この度の震災は、日本全国に甚大な影響を与えるものとなりました。
震災に関して、みなさん様々なことをお考えになったと思いますが、私はISOコンサルタントの立場から、3つのことに気付きました。
今回は、それについてお話しします。


1.事業継続計画


震災後、自動車を初めとした多くの産業界で、サプライチェーンが止まってしまうという状況が発生しました。
これは、事業継続プランの不備が露呈した結果だと思います。


すでにほとんどの企業では、事業継続のプランを持っていると思います。
何か問題が発生したら、誰に任せるか、どのように設備を復旧させるのか、このようなリスク対応計画は備えているでしょう。


本来、事業継続計画の対象となる事態には、4つのパターンがあるとされています。
 1.サプライチェーンの供給の遮断
 2.地震
 3.テロ、戦争
 4.情報インフラ(サーバー)の遮断


2、3、4に関しては何らかの対策を考えていても、1についてはどうでしょうか。


今回の震災で自動車の部品製造会社が被害を受けたことから、自動車産業全体に大きな影響を与えました。
これは、自動車産業の部品供給の仕組みが「樽型」となっていたからだとされています。


自動車メーカーでは、同じ部品を複数の部品メーカーから調達し、リスク分散を図っていたつもりでしたが、自動車メーカーが把握していたのは、2次部品メーカー止まりでした。
3次以降の調達先をたどると、結局は一社に集中していたのです。


せっかく作っていた「事業継続計画」は、会社の目の届く範囲までしか含んでいませんでした。

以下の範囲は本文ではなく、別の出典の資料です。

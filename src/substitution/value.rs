//! Typed values extracted by substitution rules

use serde::{Deserialize, Serialize};
use serde_json::Value;

use crate::mapping::{RepairStrategy, Substitution};

/// Semantic type of an extracted value
#[derive(Debug, Clone, Copy, PartialEq, Eq, Hash, Serialize, Deserialize)]
#[serde(rename_all = "SCREAMING_SNAKE_CASE")]
pub enum ValueType {
    Textual,
    Number,
    Boolean,
    Object,
    Array,
    /// Rule contributes no value (missing or null)
    Ignore,
}

impl ValueType {
    pub fn of(value: &Value) -> Self {
        match value {
            Value::String(_) => ValueType::Textual,
            Value::Number(_) => ValueType::Number,
            Value::Bool(_) => ValueType::Boolean,
            Value::Object(_) => ValueType::Object,
            Value::Array(_) => ValueType::Array,
            Value::Null => ValueType::Ignore,
        }
    }
}

impl std::fmt::Display for ValueType {
    fn fmt(&self, f: &mut std::fmt::Formatter<'_>) -> std::fmt::Result {
        let name = match self {
            ValueType::Textual => "TEXTUAL",
            ValueType::Number => "NUMBER",
            ValueType::Boolean => "BOOLEAN",
            ValueType::Object => "OBJECT",
            ValueType::Array => "ARRAY",
            ValueType::Ignore => "IGNORE",
        };
        f.write_str(name)
    }
}

/// One value produced by a rule, destined for a target path
#[derive(Debug, Clone, PartialEq)]
pub struct PathValue {
    pub value: Value,
    pub value_type: ValueType,
    pub repair_strategy: RepairStrategy,
    /// Type the rule declared, if any
    pub declared: Option<ValueType>,
}

impl PathValue {
    pub fn new(value: Value, repair_strategy: RepairStrategy) -> Self {
        Self {
            value_type: ValueType::of(&value),
            value,
            repair_strategy,
            declared: None,
        }
    }

    /// Placeholder for a rule whose source resolved to nothing
    pub fn ignore(repair_strategy: RepairStrategy) -> Self {
        Self::new(Value::Null, repair_strategy)
    }

    pub(crate) fn for_rule(value: Value, rule: &Substitution) -> Self {
        Self {
            declared: rule.value_type,
            ..Self::new(value, rule.repair_strategy)
        }
    }

    pub fn is_missing(&self) -> bool {
        self.value_type == ValueType::Ignore
    }

    /// Declared and observed type, when they disagree
    pub fn type_mismatch(&self) -> Option<(ValueType, ValueType)> {
        match self.declared {
            Some(declared)
                if declared != ValueType::Ignore
                    && !self.is_missing()
                    && declared != self.value_type =>
            {
                Some((declared, self.value_type))
            }
            _ => None,
        }
    }
}
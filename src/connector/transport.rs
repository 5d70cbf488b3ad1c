//! Broker Transport Abstraction
//!
//! Trait for the MQTT client underneath a connector, implemented over
//! rumqttc for real brokers and in memory for tests.

use std::fmt;

use async_trait::async_trait;
use bytes::Bytes;
use tokio::sync::{mpsc, oneshot};

/// Error type for connector operations
#[derive(Debug, Clone, PartialEq, Eq)]
pub enum ConnectorError {
    /// Operation requires a live connection
    NotConnected,
    /// Connection to the broker failed or was lost
    ConnectionLost(String),
    /// Broker rejected the operation
    Rejected(String),
    /// Operation timed out
    Timeout,
    /// Request queue is full
    QueueFull,
    /// Invalid configuration
    InvalidConfig(String),
    /// Other error
    Other(String),
}

impl fmt::Display for ConnectorError {
    fn fmt(&self, f: &mut fmt::Formatter<'_>) -> fmt::Result {
        match self {
            ConnectorError::NotConnected => write!(f, "Not connected"),
            ConnectorError::ConnectionLost(msg) => write!(f, "Connection lost: {}", msg),
            ConnectorError::Rejected(msg) => write!(f, "Rejected: {}", msg),
            ConnectorError::Timeout => write!(f, "Operation timed out"),
            ConnectorError::QueueFull => write!(f, "Request queue full"),
            ConnectorError::InvalidConfig(msg) => write!(f, "Invalid config: {}", msg),
            ConnectorError::Other(msg) => write!(f, "{}", msg),
        }
    }
}

impl std::error::Error for ConnectorError {}

/// Status of a connector
#[derive(Debug, Clone, Copy, PartialEq, Eq)]
pub enum ConnectorStatus {
    /// Not connected, will attempt to connect
    Disconnected,
    /// Currently connecting
    Connecting,
    /// Connected and operational
    Connected,
    /// Connection failed, backing off before retry
    Backoff,
    /// Permanently failed, will not retry
    Failed,
}

impl fmt::Display for ConnectorStatus {
    fn fmt(&self, f: &mut fmt::Formatter<'_>) -> fmt::Result {
        let name = match self {
            ConnectorStatus::Disconnected => "disconnected",
            ConnectorStatus::Connecting => "connecting",
            ConnectorStatus::Connected => "connected",
            ConnectorStatus::Backoff => "backoff",
            ConnectorStatus::Failed => "failed",
        };
        f.write_str(name)
    }
}

/// A message delivered by the broker
#[derive(Debug)]
pub struct InboundMessage {
    pub topic: String,
    pub payload: Bytes,
    pub qos: u8,
    pub retain: bool,
    /// Fired once the message has been fully processed
    pub ack: Option<oneshot::Sender<()>>,
}

impl InboundMessage {
    pub fn new(topic: impl Into<String>, payload: Bytes, qos: u8) -> Self {
        Self {
            topic: topic.into(),
            payload,
            qos,
            retain: false,
            ack: None,
        }
    }

    /// Acknowledge the message to the broker
    pub fn ack(&mut self) {
        if let Some(tx) = self.ack.take() {
            let _ = tx.send(());
        }
    }
}

/// Events emitted by a transport after `connect`
#[derive(Debug)]
pub enum TransportEvent {
    /// Session established
    Connected { uri: String },
    /// Session ended; the event stream closes afterwards
    Disconnected { code: Option<u8>, reason: String },
    Message(InboundMessage),
    /// Non-fatal error
    Error(String),
}

pub type TransportEvents = mpsc::Receiver<TransportEvent>;

/// MQTT client operations used by connectors and the subscription registry
#[async_trait]
pub trait Transport: Send + Sync {
    /// Open a session and return its event stream
    async fn connect(&self) -> Result<TransportEvents, ConnectorError>;

    async fn disconnect(&self) -> Result<(), ConnectorError>;

    async fn subscribe(&self, topic: &str, qos: u8) -> Result<(), ConnectorError>;

    async fn unsubscribe(&self, topic: &str) -> Result<(), ConnectorError>;

    async fn publish(
        &self,
        topic: &str,
        payload: Bytes,
        qos: u8,
        retain: bool,
    ) -> Result<(), ConnectorError>;

    fn is_connected(&self) -> bool;
}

直接企業と関わりのある顧客や供給先だけではなく、その先の先までマネジメントシステムの範囲として考ること、これは、ISOの「品質マネジメント8原則」「1.顧客重視」、「8.供給者との互恵関係」の中で提唱されています。


実際にすべてを管理することは難しくても、サプライチェーンを考えた「ビジネスインパクト分析」を行うことは大切なのではないでしょうか。


これを機に、自社がサプライチェーンの中でどこに位置しているのか、「立ち位置」を考えることが大切だと思います。


2.リスク管理


今なお解決していない原発問題。
事故後、担当者の口からは「想定外」という言葉が何度も飛び出しました。


これは、日本におけるシステム作りの「欠点」だと思います。
日本では、失敗0を目指すことから、「問題(不適合)は起きない」という前提で考えます。
不適合があったらどうするか、どのようなトラブルが起こりうるか、起こった場合はどのように対処するかといった、トラブルを前提として考えていません。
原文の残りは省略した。